When you compute the signature of that hash, you end up with two numbers, a point on the curve specified as (r,s). Turns out that the math that verifies the signature doesn't work
only on (r,s), but it can also work on (r,(-s mod N)) too, and on several other points. This property is known as malleability, and is well known for DSAs. Personally, I had no idea, so I learned something cool today. This isn't a security problem though, since the points are all related, and none of them can be used to reveal the private key, and none of them can be found without knowing the private key.
I'm not entirely sure here, but I think that what Sergio was getting at was that it would be possible to create a transaction that spends an output using the signature (r,s), and a second one that spends the same output with (r,(-s mod N)). You feed one to the network, and then the other goes to your target. Both signatures are valid, so the target sees a legitimate transaction, and the sighashes are the same so the target node won't ask for the network's version of that transaction to compare (because it thinks it already has that transaction).
Remember SIGHASH_SINGLE? You can use it here to sign just the input and the change coming back to your wallet. That is what lets you create two different versions with the same signature. Since only your change is signed, the transaction given to the target has their address in it, but the transaction given to the rest of the world has another address that you control in it. Since they aren't included in the signature, they can be changed at will.
So, why doesn't it work?
Because transactions are identified by the
full hash of the entire transaction, including all signatures, and
not by the sighash. The target transaction signed by (r,(-s mod N)) has a different hash from the (r,s) version, and is therefor a totally different transaction. The target node will see both versions, and since they spend the same txouts, the double spend attempt will be noticed and rejected.

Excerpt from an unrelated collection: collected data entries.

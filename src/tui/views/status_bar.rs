//! Status bar view
//!
//! Shows savings, the signed-in user, status messages and key hints

use ratatui::{
    layout::Rect,
    style::{Color, Modifier, Style},
    text::{Line, Span},
    widgets::Paragraph,
    Frame,
};

use crate::services::LedgerService;
use crate::tui::app::{App, InputMode};

/// Render the status bar
pub fn render(frame: &mut Frame, app: &mut App, area: Rect) {
    let totals = LedgerService::new(app.storage).compute_totals().ok();
    let symbol = app.settings.currency_symbol.as_str();

    let mut spans = vec![];

    if let Some(totals) = totals {
        let color = if totals.savings.is_negative() {
            Color::Red
        } else {
            Color::Green
        };
        spans.push(Span::styled(" Savings: ", Style::default().fg(Color::White)));
        spans.push(Span::styled(
            totals.savings.format_with_symbol(symbol),
            Style::default().fg(color).add_modifier(Modifier::BOLD),
        ));
        spans.push(Span::raw(" │ "));
    }

    spans.push(Span::styled(
        app.session.display_email().to_string(),
        Style::default().fg(Color::Cyan),
    ));

    if let Some(ref status) = app.status {
        let color = if status.is_error {
            Color::Red
        } else {
            Color::Yellow
        };
        spans.push(Span::raw(" │ "));
        spans.push(Span::styled(status.text.clone(), Style::default().fg(color)));
    }

    let hints = match app.input_mode {
        InputMode::Editing => " Enter:Submit  Esc:Stop typing ",
        InputMode::Normal => " q:Quit  ?:Help  i:Income ",
    };

    let left_len: usize = spans.iter().map(|s| s.content.chars().count()).sum();
    let padding_len = usize::from(area.width)
        .saturating_sub(left_len)
        .saturating_sub(hints.len());

    spans.push(Span::raw(" ".repeat(padding_len.max(1))));
    spans.push(Span::styled(hints, Style::default().fg(Color::White)));

    frame.render_widget(Paragraph::new(Line::from(spans)), area);
}
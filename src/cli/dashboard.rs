//! Dashboard CLI command

use std::io;

use crate::config::settings::Settings;
use crate::error::FinbotResult;
use crate::models::Session;
use crate::reports::DashboardReport;
use crate::storage::Storage;

/// Print the dashboard report
pub fn handle_dashboard_command(
    storage: &Storage,
    settings: &Settings,
    session: &Session,
) -> FinbotResult<()> {
    let report = DashboardReport::generate(storage)?;

    if session.is_authenticated() {
        println!("Signed in as {}", session.display_email());
        println!();
    }

    let stdout = io::stdout();
    let mut handle = stdout.lock();
    report.format_terminal(&mut handle, &settings.currency_symbol)
}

Also note that wallets keep track of things by looking at the contents of transactions, not by recognizing their hashes. If you run the same wallet on two computers, when you spend from one computer, the second will recognize the txout in the transaction and mark it off based on that. (This came up in a
different thread.)
Sergio, let me know if I'm off target here. This is an interesting topic, and I wanted to try to clarify it for the people that have been asking about it. Obviously, I don't want to be putting words in your mouth if you are talking about something different.